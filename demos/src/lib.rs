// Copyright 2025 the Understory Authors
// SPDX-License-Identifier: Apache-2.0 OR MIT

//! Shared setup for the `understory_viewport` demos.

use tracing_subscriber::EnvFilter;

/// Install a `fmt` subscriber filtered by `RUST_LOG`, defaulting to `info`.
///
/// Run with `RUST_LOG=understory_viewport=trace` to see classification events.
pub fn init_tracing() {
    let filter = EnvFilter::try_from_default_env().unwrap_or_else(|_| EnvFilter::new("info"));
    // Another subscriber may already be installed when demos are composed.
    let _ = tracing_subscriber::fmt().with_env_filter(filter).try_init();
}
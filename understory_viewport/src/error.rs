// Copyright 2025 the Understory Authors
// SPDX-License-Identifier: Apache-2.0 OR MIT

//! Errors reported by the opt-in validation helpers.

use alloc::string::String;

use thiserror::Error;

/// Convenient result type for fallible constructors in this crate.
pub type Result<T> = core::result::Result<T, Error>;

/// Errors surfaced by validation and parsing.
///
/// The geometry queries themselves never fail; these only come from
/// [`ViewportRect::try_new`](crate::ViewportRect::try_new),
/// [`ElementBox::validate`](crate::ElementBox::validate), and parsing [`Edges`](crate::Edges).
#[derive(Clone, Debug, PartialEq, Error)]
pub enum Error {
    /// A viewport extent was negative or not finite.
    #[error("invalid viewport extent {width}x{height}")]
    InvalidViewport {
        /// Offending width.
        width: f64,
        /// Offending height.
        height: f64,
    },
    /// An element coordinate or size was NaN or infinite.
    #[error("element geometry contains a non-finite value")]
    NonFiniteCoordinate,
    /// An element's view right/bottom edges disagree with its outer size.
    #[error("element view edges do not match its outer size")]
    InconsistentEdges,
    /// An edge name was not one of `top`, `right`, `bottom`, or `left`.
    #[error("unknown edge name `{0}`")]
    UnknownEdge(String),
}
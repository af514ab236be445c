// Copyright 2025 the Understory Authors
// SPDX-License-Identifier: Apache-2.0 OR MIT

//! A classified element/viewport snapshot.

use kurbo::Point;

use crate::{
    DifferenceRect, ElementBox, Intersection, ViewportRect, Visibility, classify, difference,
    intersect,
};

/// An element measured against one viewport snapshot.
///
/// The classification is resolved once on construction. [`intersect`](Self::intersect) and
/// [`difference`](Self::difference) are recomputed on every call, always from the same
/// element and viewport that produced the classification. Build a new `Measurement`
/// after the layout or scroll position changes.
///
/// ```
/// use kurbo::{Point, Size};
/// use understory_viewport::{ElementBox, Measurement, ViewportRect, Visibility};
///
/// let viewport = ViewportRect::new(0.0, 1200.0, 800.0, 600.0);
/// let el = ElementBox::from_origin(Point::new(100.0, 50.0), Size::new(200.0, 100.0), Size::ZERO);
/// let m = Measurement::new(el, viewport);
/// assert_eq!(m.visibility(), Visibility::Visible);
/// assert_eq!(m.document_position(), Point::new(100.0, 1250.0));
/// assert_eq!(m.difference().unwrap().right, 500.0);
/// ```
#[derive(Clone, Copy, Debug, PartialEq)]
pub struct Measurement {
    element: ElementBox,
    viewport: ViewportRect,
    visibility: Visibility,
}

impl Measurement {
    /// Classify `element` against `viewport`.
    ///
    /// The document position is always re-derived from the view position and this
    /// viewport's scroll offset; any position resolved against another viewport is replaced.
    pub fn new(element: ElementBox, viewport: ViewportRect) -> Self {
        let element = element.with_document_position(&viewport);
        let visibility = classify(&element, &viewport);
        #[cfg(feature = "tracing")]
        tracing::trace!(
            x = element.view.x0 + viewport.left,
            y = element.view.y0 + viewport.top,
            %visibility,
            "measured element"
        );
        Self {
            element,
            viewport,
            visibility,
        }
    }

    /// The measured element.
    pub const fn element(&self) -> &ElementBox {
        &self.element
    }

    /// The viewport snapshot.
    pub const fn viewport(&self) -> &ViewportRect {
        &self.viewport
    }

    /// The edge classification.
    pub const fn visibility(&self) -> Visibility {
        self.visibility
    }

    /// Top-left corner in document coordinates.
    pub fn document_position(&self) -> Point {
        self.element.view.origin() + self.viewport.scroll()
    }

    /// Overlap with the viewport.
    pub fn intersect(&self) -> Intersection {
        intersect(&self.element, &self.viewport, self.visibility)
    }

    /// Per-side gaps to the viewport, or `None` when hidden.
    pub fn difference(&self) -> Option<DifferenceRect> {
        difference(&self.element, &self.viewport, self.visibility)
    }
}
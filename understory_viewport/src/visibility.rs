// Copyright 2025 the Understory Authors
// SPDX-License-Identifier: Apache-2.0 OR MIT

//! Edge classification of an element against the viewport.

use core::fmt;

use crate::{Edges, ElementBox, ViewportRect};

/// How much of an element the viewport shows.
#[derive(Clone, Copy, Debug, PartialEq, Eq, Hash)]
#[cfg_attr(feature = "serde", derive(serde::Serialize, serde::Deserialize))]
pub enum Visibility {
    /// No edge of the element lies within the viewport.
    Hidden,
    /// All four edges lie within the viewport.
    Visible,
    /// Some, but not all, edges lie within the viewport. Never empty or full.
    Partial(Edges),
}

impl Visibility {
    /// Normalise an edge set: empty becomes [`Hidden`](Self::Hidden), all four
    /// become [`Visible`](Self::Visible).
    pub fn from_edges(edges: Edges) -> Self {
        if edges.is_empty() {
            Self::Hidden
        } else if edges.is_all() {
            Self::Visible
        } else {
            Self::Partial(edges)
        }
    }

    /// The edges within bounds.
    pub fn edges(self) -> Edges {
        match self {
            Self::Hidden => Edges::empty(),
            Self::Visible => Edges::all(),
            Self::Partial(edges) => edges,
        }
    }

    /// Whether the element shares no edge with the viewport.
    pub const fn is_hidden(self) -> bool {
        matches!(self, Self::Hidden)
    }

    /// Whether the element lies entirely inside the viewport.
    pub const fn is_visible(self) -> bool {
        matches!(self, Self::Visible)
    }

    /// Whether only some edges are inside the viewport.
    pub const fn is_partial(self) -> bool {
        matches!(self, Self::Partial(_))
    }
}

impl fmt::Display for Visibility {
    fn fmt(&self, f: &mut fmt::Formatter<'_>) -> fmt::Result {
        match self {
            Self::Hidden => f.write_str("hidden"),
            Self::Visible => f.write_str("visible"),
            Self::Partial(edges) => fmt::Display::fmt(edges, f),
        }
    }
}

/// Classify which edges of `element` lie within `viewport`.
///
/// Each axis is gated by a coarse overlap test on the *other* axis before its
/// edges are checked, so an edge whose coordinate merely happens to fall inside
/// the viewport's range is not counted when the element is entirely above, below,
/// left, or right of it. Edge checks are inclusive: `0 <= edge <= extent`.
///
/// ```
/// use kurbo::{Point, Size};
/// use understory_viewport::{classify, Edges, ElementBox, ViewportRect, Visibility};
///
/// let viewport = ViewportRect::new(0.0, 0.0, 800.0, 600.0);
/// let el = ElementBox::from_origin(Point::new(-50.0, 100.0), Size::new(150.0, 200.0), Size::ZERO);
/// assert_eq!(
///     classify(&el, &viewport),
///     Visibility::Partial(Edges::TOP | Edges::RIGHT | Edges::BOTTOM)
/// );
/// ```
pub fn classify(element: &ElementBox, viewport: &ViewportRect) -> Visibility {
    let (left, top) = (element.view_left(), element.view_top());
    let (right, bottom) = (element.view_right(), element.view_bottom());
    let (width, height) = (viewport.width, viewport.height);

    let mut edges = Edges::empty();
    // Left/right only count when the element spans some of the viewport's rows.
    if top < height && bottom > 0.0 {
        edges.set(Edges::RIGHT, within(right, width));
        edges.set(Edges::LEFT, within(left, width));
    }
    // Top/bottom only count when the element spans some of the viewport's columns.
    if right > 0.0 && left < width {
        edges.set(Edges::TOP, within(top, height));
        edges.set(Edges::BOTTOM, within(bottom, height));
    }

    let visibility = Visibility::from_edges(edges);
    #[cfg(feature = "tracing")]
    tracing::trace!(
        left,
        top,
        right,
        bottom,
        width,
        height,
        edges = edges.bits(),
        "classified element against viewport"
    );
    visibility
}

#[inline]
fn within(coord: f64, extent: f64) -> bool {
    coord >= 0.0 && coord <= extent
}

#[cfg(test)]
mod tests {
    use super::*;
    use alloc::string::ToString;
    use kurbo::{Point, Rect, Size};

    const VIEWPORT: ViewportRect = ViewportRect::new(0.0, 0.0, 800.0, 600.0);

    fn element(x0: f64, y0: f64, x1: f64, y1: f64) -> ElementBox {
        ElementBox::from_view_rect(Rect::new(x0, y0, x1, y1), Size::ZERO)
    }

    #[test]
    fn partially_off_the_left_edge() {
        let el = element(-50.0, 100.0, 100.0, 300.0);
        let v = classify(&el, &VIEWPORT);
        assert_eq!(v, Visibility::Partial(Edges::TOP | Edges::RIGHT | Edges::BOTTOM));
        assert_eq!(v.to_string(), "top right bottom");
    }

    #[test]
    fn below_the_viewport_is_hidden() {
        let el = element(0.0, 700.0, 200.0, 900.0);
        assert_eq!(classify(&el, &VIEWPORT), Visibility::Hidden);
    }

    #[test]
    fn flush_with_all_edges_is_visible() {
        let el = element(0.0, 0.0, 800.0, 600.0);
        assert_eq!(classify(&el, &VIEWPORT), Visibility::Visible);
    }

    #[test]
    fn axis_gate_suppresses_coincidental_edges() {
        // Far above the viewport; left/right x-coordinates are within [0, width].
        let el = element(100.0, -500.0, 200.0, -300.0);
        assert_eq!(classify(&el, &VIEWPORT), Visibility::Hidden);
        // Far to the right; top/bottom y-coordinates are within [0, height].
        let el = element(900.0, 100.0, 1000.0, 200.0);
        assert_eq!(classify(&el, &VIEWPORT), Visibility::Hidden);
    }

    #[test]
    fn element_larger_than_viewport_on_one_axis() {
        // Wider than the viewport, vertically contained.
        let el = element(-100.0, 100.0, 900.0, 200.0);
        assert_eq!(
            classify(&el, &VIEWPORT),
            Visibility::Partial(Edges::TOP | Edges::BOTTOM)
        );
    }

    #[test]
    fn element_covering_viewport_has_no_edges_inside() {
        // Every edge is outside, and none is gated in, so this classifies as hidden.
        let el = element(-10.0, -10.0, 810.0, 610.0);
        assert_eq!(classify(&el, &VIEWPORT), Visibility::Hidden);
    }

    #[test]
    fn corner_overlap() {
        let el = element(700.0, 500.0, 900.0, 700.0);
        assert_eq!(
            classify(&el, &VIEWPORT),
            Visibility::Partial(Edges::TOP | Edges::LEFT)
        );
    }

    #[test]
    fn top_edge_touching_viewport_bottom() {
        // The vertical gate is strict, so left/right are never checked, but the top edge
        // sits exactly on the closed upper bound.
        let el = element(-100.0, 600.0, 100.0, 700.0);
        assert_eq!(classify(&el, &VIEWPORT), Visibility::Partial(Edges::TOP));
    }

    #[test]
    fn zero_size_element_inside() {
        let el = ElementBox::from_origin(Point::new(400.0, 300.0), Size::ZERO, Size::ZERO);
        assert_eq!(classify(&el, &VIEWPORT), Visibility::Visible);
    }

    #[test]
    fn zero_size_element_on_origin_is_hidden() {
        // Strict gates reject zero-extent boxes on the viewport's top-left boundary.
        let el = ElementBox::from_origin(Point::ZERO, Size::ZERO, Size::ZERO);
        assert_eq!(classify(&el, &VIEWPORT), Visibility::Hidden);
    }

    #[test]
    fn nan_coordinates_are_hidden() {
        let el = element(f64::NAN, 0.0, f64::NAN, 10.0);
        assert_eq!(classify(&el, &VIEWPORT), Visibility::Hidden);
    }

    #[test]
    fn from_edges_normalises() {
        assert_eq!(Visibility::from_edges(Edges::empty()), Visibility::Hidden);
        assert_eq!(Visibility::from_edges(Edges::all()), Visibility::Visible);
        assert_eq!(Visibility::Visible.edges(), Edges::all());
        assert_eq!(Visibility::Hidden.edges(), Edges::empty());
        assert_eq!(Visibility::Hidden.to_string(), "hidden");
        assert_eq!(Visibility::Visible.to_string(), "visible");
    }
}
::::
Task goal.
Respond with one number, the count of lines in the data that hold the string "checked".

Reply to the task.
2